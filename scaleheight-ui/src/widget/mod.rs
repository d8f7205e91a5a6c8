pub mod modal;

use crate::theme::Theme;

pub type Renderer = iced::Renderer;
pub type Element<'a, Message> = iced::Element<'a, Message, Theme, Renderer>;
pub type Container<'a, Message> = iced::widget::Container<'a, Message, Theme, Renderer>;
pub type Column<'a, Message> = iced::widget::Column<'a, Message, Theme, Renderer>;
pub type Row<'a, Message> = iced::widget::Row<'a, Message, Theme, Renderer>;
pub type Button<'a, Message> = iced::widget::Button<'a, Message, Theme, Renderer>;
pub type Text<'a> = iced::widget::Text<'a, Theme, Renderer>;
pub type TextInput<'a, Message> = iced::widget::TextInput<'a, Message, Theme, Renderer>;
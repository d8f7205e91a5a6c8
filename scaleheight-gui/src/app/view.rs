use iced::{
    widget::{scrollable, Space},
    Alignment, Length,
};

use scaleheight::{
    config::PackageConfig,
    flow::{Level, Notice},
    signup::{SignupForm, Step},
    validation::Field,
};
use scaleheight_ui::{
    component::{
        button, card,
        form::Form,
        modal_card,
        notification::{self, Kind},
        text::*,
    },
    theme,
    widget::{modal::Modal, *},
};

use super::{
    message::Message,
    popup::{self, Popup},
};

const CONTENT_WIDTH: f32 = 600.0;

pub fn signup<'a>(
    form: &'a SignupForm,
    package: &'a PackageConfig,
    notice: Option<&'a Notice>,
    popup: &Popup,
) -> Element<'a, Message> {
    let content = Column::new()
        .spacing(30)
        .max_width(CONTENT_WIDTH)
        .push(h2("Create your ScaleHeight account"))
        .push_maybe(notice.map(banner))
        .push(match form.step() {
            Step::Contact => contact(form),
            Step::Credentials => credentials(form),
            Step::Registered => registered(),
        })
        .push(package_card(package));

    let base = Container::new(scrollable(
        Container::new(content)
            .padding(50)
            .width(Length::Fill)
            .center_x(Length::Fill),
    ))
    .width(Length::Fill)
    .height(Length::Fill)
    .style(theme::container::background);

    if popup.is_displayed() {
        // Only the backdrop is left while fading, it keeps the clicks away from the form.
        let content: Element<'a, Message> = if popup.opacity() > 0.0 {
            package_details(package).into()
        } else {
            Space::new(Length::Fixed(0.0), Length::Fixed(0.0)).into()
        };
        Modal::new(base, content)
            .on_blur(Some(Message::Popup(popup::Message::Close)))
            .opacity(popup.opacity())
            .into()
    } else {
        base.into()
    }
}

fn banner(notice: &Notice) -> Element<Message> {
    let kind = match notice.level {
        Level::Success => Kind::Success,
        Level::Info => Kind::Info,
        Level::Warning => Kind::Warning,
        Level::Error => Kind::Error,
    };
    notification::banner(kind, &notice.message, Message::DismissNotice).into()
}

fn input<'a>(form: &'a SignupForm, field: Field, on_submit: Message) -> Element<'a, Message> {
    let placeholder = field.to_string();
    let input = if form.phase().is_verifying() {
        Form::new_disabled(&placeholder, form.value(field))
    } else {
        Form::new(&placeholder, form.value(field), move |value| {
            Message::Edit(field, value)
        })
        .on_submit(on_submit)
    };
    let input = if matches!(field, Field::Password | Field::ConfirmPassword) {
        input.secure()
    } else {
        input
    };
    Column::new()
        .spacing(5)
        .push(p1_bold(field))
        .push(input.maybe_warning(form.error(field)).padding(10))
        .into()
}

fn contact(form: &SignupForm) -> Element<Message> {
    Field::CONTACT
        .iter()
        .fold(
            Column::new()
                .spacing(20)
                .push(h3("Step 1 of 2: Your details")),
            |col, field| col.push(input(form, *field, Message::Continue)),
        )
        .push(
            Row::new().push(Space::with_width(Length::Fill)).push(
                button::primary("Continue")
                    .width(Length::Fixed(200.0))
                    .on_press(Message::Continue),
            ),
        )
        .into()
}

fn credentials(form: &SignupForm) -> Element<Message> {
    let verifying = form.phase().is_verifying();
    Field::CREDENTIALS
        .iter()
        .fold(
            Column::new()
                .spacing(20)
                .push(h3("Step 2 of 2: Secure your account")),
            |col, field| col.push(input(form, *field, Message::Submit)),
        )
        .push(
            Row::new()
                .spacing(10)
                .push(
                    button::secondary("Back")
                        .width(Length::Fixed(150.0))
                        .on_press_maybe((!verifying).then_some(Message::Back)),
                )
                .push(Space::with_width(Length::Fill))
                .push(
                    button::primary(form.phase().submit_label())
                        .width(Length::Fixed(200.0))
                        .on_press_maybe((!verifying).then_some(Message::Submit)),
                ),
        )
        .into()
}

fn registered<'a>() -> Element<'a, Message> {
    Column::new()
        .spacing(20)
        .push(h3("Your account is ready"))
        .push(p1_regular(
            "Your dashboard was opened in your browser. If nothing happened, open it from here.",
        ))
        .push(button::link("Open the dashboard").on_press(Message::OpenDashboard))
        .into()
}

fn package_card(package: &PackageConfig) -> Element<Message> {
    Button::new(card(
        Column::new()
            .spacing(10)
            .push(h3(&package.title))
            .push(p2_regular(&package.description).style(theme::text::secondary))
            .push(caption("See the package details").style(theme::text::primary)),
    ))
    .padding(0)
    .width(Length::Fill)
    .style(theme::button::transparent)
    .on_press(Message::Popup(popup::Message::Open))
    .into()
}

fn package_details(package: &PackageConfig) -> Container<Message> {
    let header = Row::new()
        .align_y(Alignment::Center)
        .push(Container::new(h3(&package.title)).width(Length::Fill))
        .push(
            button::transparent("Close")
                .width(Length::Shrink)
                .on_press(Message::Popup(popup::Message::Close)),
        );

    let details = package.details.iter().fold(
        Column::new().spacing(15),
        |col, detail| {
            col.push(
                Row::new()
                    .spacing(10)
                    .align_y(Alignment::Center)
                    .push(
                        Column::new()
                            .width(Length::Fill)
                            .push(caption(&detail.label).style(theme::text::secondary))
                            .push(p1_bold(&detail.value)),
                    )
                    .push(
                        button::secondary("Copy")
                            .width(Length::Fixed(100.0))
                            .on_press(Message::Copy(detail.value.clone())),
                    ),
            )
        },
    );

    modal_card(
        Column::new()
            .spacing(20)
            .push(header)
            .push(p1_regular(&package.description))
            .push(details),
    )
}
------------------------
PROBLEM STATEMENT: Find every line in the entries that includes the word "placeholder", then state how many there are and nothing else.

RESPONSE BELOW: 3